Mountain and Road Biking
Paths come in many different forms throughout New Mexico. There are dirt trails, pavement, walkways, ditch banks, and many more. There are explorers who know how to make each type of path their own road. Rico Smith is one of those explorers who take to the open trail, and nearly always with two wheels beneath him. “There are so many benefits to riding. It is such a unique sport because you can find solitude, or turn it into a social activity,” says Rico.
New Mexico has a 13 mountain bike race series that Rico participates in, but he also races in Tucson and El Paso when he can. As part of a casual cycling community, The Cruces Crew, Rico finds himself learning more about New Mexico and Las Cruces simply by riding. “There are so many trails and areas to ride where there aren’t a lot of restrictions,” he says. “I can jump in my car on a Saturday morning and in an hour and half I’m in the mountains of Cloudcroft.”
One of Rico’s favorite trails is the Cathedral area in the Doña Ana Mountains. Another favorite is the Sierra Vista Trail, a 29-mile nonmotorized recreation trail along the western flank of the Organ Mountains and the eastern side of the Franklin Mountains. “The Sierra Vista Trail is very challenging. You have fun going out but then you really have to work to get back.”
Anyone can take up biking and there are many reliable local stores all throughout Las Cruces like Outdoor Adventures and Ride On Sports that can set you up with the right bike for you. Mountain and road biking is a great way to get out into nature and explore the beauty and diversity that the New Mexico landscape has to offer.

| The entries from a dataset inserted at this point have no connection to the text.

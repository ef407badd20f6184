use crate::{
    error::{AppError, Result},
    models::{
        product::{Product, ProductInput},
        session::Session,
    },
    repositories::product::ProductRepository,
    validation::product::validate_product,
};

fn normalize(input: ProductInput) -> Result<ProductInput> {
    let input = ProductInput {
        name: input.name.trim().to_string(),
        description: input.description.trim().to_string(),
        ..input
    };
    validate_product(&input)?;
    Ok(input)
}

/// Lists products, filtered by substring when `query` has non-blank text.
pub async fn list_products(
    products: &dyn ProductRepository,
    query: Option<&str>,
) -> Result<Vec<Product>> {
    let filter = query.map(str::trim).filter(|q| !q.is_empty());
    products.list(filter).await
}

pub async fn get_product(products: &dyn ProductRepository, id: i32) -> Result<Product> {
    products.find(id).await?.ok_or(AppError::NotFound)
}

/// Creates a product on behalf of `actor`.
///
/// Invalid input is rejected before anything is written.
pub async fn create_product(
    products: &dyn ProductRepository,
    input: ProductInput,
    actor: &Session,
) -> Result<Product> {
    let input = normalize(input)?;

    let product = products.create(&input).await.inspect_err(|e| {
        tracing::error!(
            "❌ Creating product {:?} for {} failed, rolled back: {}",
            input.name,
            actor.email,
            e
        )
    })?;

    tracing::info!(
        "✅ Product {} ({:?}) created by {}",
        product.id,
        product.name,
        actor.email
    );
    Ok(product)
}

/// Replaces the editable fields of product `id` on behalf of `actor`.
///
/// A missing `id` is reported as `NotFound` before the input is checked.
pub async fn update_product(
    products: &dyn ProductRepository,
    id: i32,
    input: ProductInput,
    actor: &Session,
) -> Result<Product> {
    get_product(products, id).await?;
    let input = normalize(input)?;

    let product = products
        .update(id, &input)
        .await
        .inspect_err(|e| {
            tracing::error!(
                "❌ Updating product {} for {} failed, rolled back: {}",
                id,
                actor.email,
                e
            )
        })?
        .ok_or(AppError::NotFound)?;

    tracing::info!("✅ Product {} updated by {}", product.id, actor.email);
    Ok(product)
}

/// Permanently deletes product `id`, returning its name for the audit log.
pub async fn delete_product(
    products: &dyn ProductRepository,
    id: i32,
    actor: &Session,
) -> Result<String> {
    let product = products
        .delete(id)
        .await
        .inspect_err(|e| {
            tracing::error!(
                "❌ Deleting product {} for {} failed, rolled back: {}",
                id,
                actor.email,
                e
            )
        })?
        .ok_or(AppError::NotFound)?;

    tracing::info!(
        "🗑️ Product {} ({:?}) deleted by {}",
        product.id,
        product.name,
        actor.email
    );
    Ok(product.name)
}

Highway 28 is a popular road highlighting part of Don Juan de Oñate route originally taken by horse over 400 years ago. Motorcyclists can begin in Old Mesilla and ride six miles to Stahmann’s pecan farms under a canopy of trees. Before long the pecan trees flow into lush farms and orchards along the highway, then through the villages of San Miguel and La Mesa.
Popular routes are the Las Cruces to Ruidoso or Cloudcroft roads and NM Highway 185 past Leasburg Dam to Hatch. For a gorgeous ride any time of year, motorcyclists should ride the north-central New Mexico loop through mountains, national forests, and high desert. Motorcycle Roads’ road guide offers great routes for motorcyclists. In addition, they include information about the best seasons to ride the roads, events, bike shows, and current route conditions.

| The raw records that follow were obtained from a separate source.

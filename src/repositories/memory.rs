use async_trait::async_trait;
use std::collections::{BTreeMap, HashMap};
use tokio::sync::RwLock;

use crate::{
    error::{AppError, Result},
    models::{
        product::{Product, ProductInput},
        user::User,
    },
    repositories::{product::ProductRepository, user::UserRepository},
};

/// In-process `UserRepository`, keyed by email.
#[derive(Default)]
pub struct MemoryUserRepository {
    users: RwLock<HashMap<String, User>>,
}

impl MemoryUserRepository {
    pub fn new() -> Self {
        Self::default()
    }

    /// Stores a user row verbatim, hash included. Used to seed accounts whose
    /// stored credential did not come from `create`.
    pub async fn insert_raw(&self, email: &str, password_hash: Option<String>) -> User {
        let mut users = self.users.write().await;
        let user = User {
            id: next_user_id(&users),
            email: email.to_string(),
            password_hash,
        };
        users.insert(email.to_string(), user.clone());
        user
    }

    pub async fn len(&self) -> usize {
        self.users.read().await.len()
    }
}

fn next_user_id(users: &HashMap<String, User>) -> i32 {
    users.values().map(|u| u.id).max().unwrap_or(0) + 1
}

#[async_trait]
impl UserRepository for MemoryUserRepository {
    async fn find_by_email(&self, email: &str) -> Result<Option<User>> {
        Ok(self.users.read().await.get(email).cloned())
    }

    async fn create(&self, email: &str, password_hash: &str) -> Result<User> {
        let mut users = self.users.write().await;
        if users.contains_key(email) {
            return Err(AppError::EmailTaken);
        }
        let user = User {
            id: next_user_id(&users),
            email: email.to_string(),
            password_hash: Some(password_hash.to_string()),
        };
        users.insert(email.to_string(), user.clone());
        Ok(user)
    }
}

#[derive(Default)]
struct ProductTable {
    rows: BTreeMap<i32, Product>,
    last_id: i32,
}

/// In-process `ProductRepository`. Ids are never reused, like a sequence.
#[derive(Default)]
pub struct MemoryProductRepository {
    table: RwLock<ProductTable>,
}

impl MemoryProductRepository {
    pub fn new() -> Self {
        Self::default()
    }
}

fn matches(product: &Product, needle: &str) -> bool {
    product.name.contains(needle) || product.description.contains(needle)
}

#[async_trait]
impl ProductRepository for MemoryProductRepository {
    async fn list(&self, filter: Option<&str>) -> Result<Vec<Product>> {
        let table = self.table.read().await;
        Ok(table
            .rows
            .values()
            .filter(|p| filter.is_none_or(|needle| matches(p, needle)))
            .cloned()
            .collect())
    }

    async fn find(&self, id: i32) -> Result<Option<Product>> {
        Ok(self.table.read().await.rows.get(&id).cloned())
    }

    async fn create(&self, input: &ProductInput) -> Result<Product> {
        let mut table = self.table.write().await;
        table.last_id += 1;
        let product = Product {
            id: table.last_id,
            name: input.name.clone(),
            description: input.description.clone(),
            price: input.price,
            stock: input.stock,
        };
        table.rows.insert(product.id, product.clone());
        Ok(product)
    }

    async fn update(&self, id: i32, input: &ProductInput) -> Result<Option<Product>> {
        let mut table = self.table.write().await;
        Ok(table.rows.get_mut(&id).map(|product| {
            product.name = input.name.clone();
            product.description = input.description.clone();
            product.price = input.price;
            product.stock = input.stock;
            product.clone()
        }))
    }

    async fn delete(&self, id: i32) -> Result<Option<Product>> {
        Ok(self.table.write().await.rows.remove(&id))
    }

    async fn count(&self) -> Result<usize> {
        Ok(self.table.read().await.rows.len())
    }
}
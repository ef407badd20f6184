use garde::Validate;
use serde::Deserialize;

use crate::error::{AppError, Result};
use crate::models::product::{PRICE_NOT_A_NUMBER, Product, ProductInput};

/// Raw product form fields as submitted by the browser.
///
/// Numbers arrive as text so a typo re-renders the form instead of failing
/// extraction.
#[derive(Debug, Clone, Default, Deserialize)]
pub struct ProductForm {
    #[serde(default)]
    pub name: String,
    #[serde(default)]
    pub description: String,
    #[serde(default)]
    pub price: String,
    #[serde(default)]
    pub stock: String,
}

impl From<&Product> for ProductForm {
    fn from(product: &Product) -> Self {
        Self {
            name: product.name.clone(),
            description: product.description.clone(),
            price: product.price.to_string(),
            stock: product.stock.to_string(),
        }
    }
}

fn message_for(field: &str, detail: &str) -> Option<&'static str> {
    match field {
        "price" if detail == PRICE_NOT_A_NUMBER => Some(PRICE_NOT_A_NUMBER),
        "name" => Some("Name is required and must be at most 255 characters."),
        "description" => Some("Description must be at most 2000 characters."),
        "price" => Some("Price must be zero or greater."),
        "stock" => Some("Stock must be zero or greater."),
        _ => None,
    }
}

/// Parses and validates a product form.
///
/// Name and description are trimmed; an empty stock field means 0.
pub fn parse_product(form: &ProductForm) -> Result<ProductInput> {
    let price: f64 = form
        .price
        .trim()
        .parse()
        .map_err(|_| AppError::validation("price", PRICE_NOT_A_NUMBER))?;

    let stock_text = form.stock.trim();
    let stock: i32 = if stock_text.is_empty() {
        0
    } else {
        stock_text
            .parse()
            .map_err(|_| AppError::validation("stock", "Stock must be a whole number."))?
    };

    let input = ProductInput {
        name: form.name.trim().to_string(),
        description: form.description.trim().to_string(),
        price,
        stock,
    };

    validate_product(&input)?;
    Ok(input)
}

/// Checks the domain rules on an already parsed product.
pub fn validate_product(input: &ProductInput) -> Result<()> {
    input.validate().map_err(|report| {
        let (field, detail) = report
            .iter()
            .next()
            .map(|(path, error)| (path.to_string(), error.to_string()))
            .unwrap_or_else(|| ("input".to_string(), "invalid input".to_string()));
        let message = message_for(&field, &detail)
            .map(str::to_string)
            .unwrap_or(detail);
        AppError::Validation { field, message }
    })
}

According to many who partake, RVing just makes sense. Travelers are able to travel with unlimited flexibility even on a limited budget. For many people, the comforts of home are important when traveling, but they often don’t want to sacrifice the outdoors or the many beautiful miles between destinations. Fortunately, those travelers have RVing to stay content. RVing provides endless opportunities, vibrant destinations, and a break from the daily routine.
The difference between RVing and other vacations is it allows travelers to escape the routine of the everyday world. They are able enjoy nature and find rest and relaxation in the comforts of their home away from home. Sheri and Jim Luikens have been RVing for 20 years. They regularly take a 30-foot fifth wheel RV, an ATV, and a two-person kayak, to anywhere they want to go. “We like to get away from it all and we often like the solitude,” Jim says. However, when the couple doesn’t feel like solitude, they find an RV park with water and electricity. That is the beauty of RVing, you can do whatever you feel like at the time.
No matter what you’re into, you can always find some thing that sparks your interest in the Land of Enchantment. New Mexico is full of culture, history, and nature just waiting to be enjoyed. All you need to do is enjoy it.